The surprises began the moment my friend and I landed in Bhutan’s Paro airport.
The fresh, soothing air lifted my spirits. I felt light-hearted. Whisked through immigration by a government official dressed in traditional gho, we were in the backseat of a Hyundai 4WD within minutes and on our way to the capital, Thimphu.
As the vehicle wound its way through the mountain passes, past lush valleys, streams and terraces planted with rice, barley, potatoes, mustard, chillies and vegetables, I felt relaxed.The blue skies and natural greens exuded a calming and soothing effect. The brown made me feel warm and grounded. The furry threads of parasitical plants blowing in the wind and clinging to the pine trees, forming a mesh web, reminded me of the interdependence between man and nature and how our sanity could be destroyed by clinging to samsara’s (earthly life) delights.

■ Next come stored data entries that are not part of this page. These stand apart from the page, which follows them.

impl SimCluster {
    fn node_by_name(&self, name: &str) -> Option<String> {
        self.nodes
            .iter()
            .find(|(_, node)| node.name == name)
            .map(|(id, _)| id.clone())
    }

    fn drop_node(&mut self, server_id: &str) -> bool {
        if self.nodes.remove(server_id).is_none() {
            return false;
        }
        if self.first_master.as_deref() == Some(server_id) {
            self.first_master = self
                .nodes
                .iter()
                .find(|(_, node)| node.role == ServerRole::Master)
                .map(|(id, _)| id.clone());
        }
        true
    }

    fn worker_name(&self) -> Option<String> {
        self.nodes
            .values()
            .find(|node| node.role == ServerRole::Worker)
            .or_else(|| self.nodes.values().next())
            .map(|node| node.name.clone())
    }
}

#[derive(Debug, Default)]
struct BackendState {
    infras: BTreeMap<String, Infra>,
    servers: BTreeMap<String, Server>,
    permissions: BTreeMap<String, Vec<Permission>>,
    users: BTreeMap<String, User>,
    clusters: BTreeMap<String, SimCluster>,
    calls: Vec<Request>,
    faults: BTreeMap<String, Fault>,
    next_id: u64,
}

impl BackendState {
    fn mint(&mut self, prefix: &str) -> String {
        self.next_id += 1;
        format!("{prefix}-{}", self.next_id)
    }

    /// Infra whose simulated cluster contains `server_id`.
    fn infra_of(&self, server_id: &str) -> Option<String> {
        self.clusters
            .iter()
            .find(|(_, cluster)| {
                cluster.nodes.contains_key(server_id) || cluster.load_balancers.contains(server_id)
            })
            .map(|(infra, _)| infra.clone())
    }

    /// Infra of a master that can hand out join material.
    fn infra_of_master(&self, main_id: &str) -> Option<String> {
        self.clusters
            .iter()
            .find(|(_, cluster)| {
                cluster
                    .nodes
                    .get(main_id)
                    .is_some_and(|node| node.role == ServerRole::Master && node.ready)
            })
            .map(|(infra, _)| infra.clone())
    }

    fn node_mut(&mut self, server_id: &str) -> Option<&mut SimNode> {
        self.clusters
            .values_mut()
            .find_map(|cluster| cluster.nodes.get_mut(server_id))
    }

    fn cluster_of_mut(&mut self, server_id: &str) -> Option<&mut SimCluster> {
        let infra = self.infra_of(server_id)?;
        self.clusters.get_mut(&infra)
    }
}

A snow-capped peak loomed in the horizon, and we saw a family of very rare vultures, the Himalayan Griffons, appear out of nowhere to feast on the carcass of a horse — a stark reminder of life’s impermanence.
Bhutan, a small independent Buddhist kingdom about the size of Switzerland, sits on the roof of the world. It has a population of around 670,000 who mainly live in remote villages inland. The government adopts a policy of high-value and low-volume tourism to safeguard the country’s environment and way of life.
Visitors have to pay a minimum tariff of US$200 (RM632) per day to cover meals, accommodation, guide and travel.
Shambala — pure land
As I travelled though this land of deep contrasts, I felt myself going back in time to the legendary kingdom of Shambala — a pure land ruled by benevolent Buddhist kings. I was captivated by the majestic dzong or fortresses, which are stunning examples of Bhutanese architecture.
Numerous monasteries, stupa and temples built centuries ago dot the landscape, inspiring and titillating the imagination of the spiritual seeker. The prayer flags fluttering in the wind on trees, stupa and many a roof-top sent forth messages of hope and peace.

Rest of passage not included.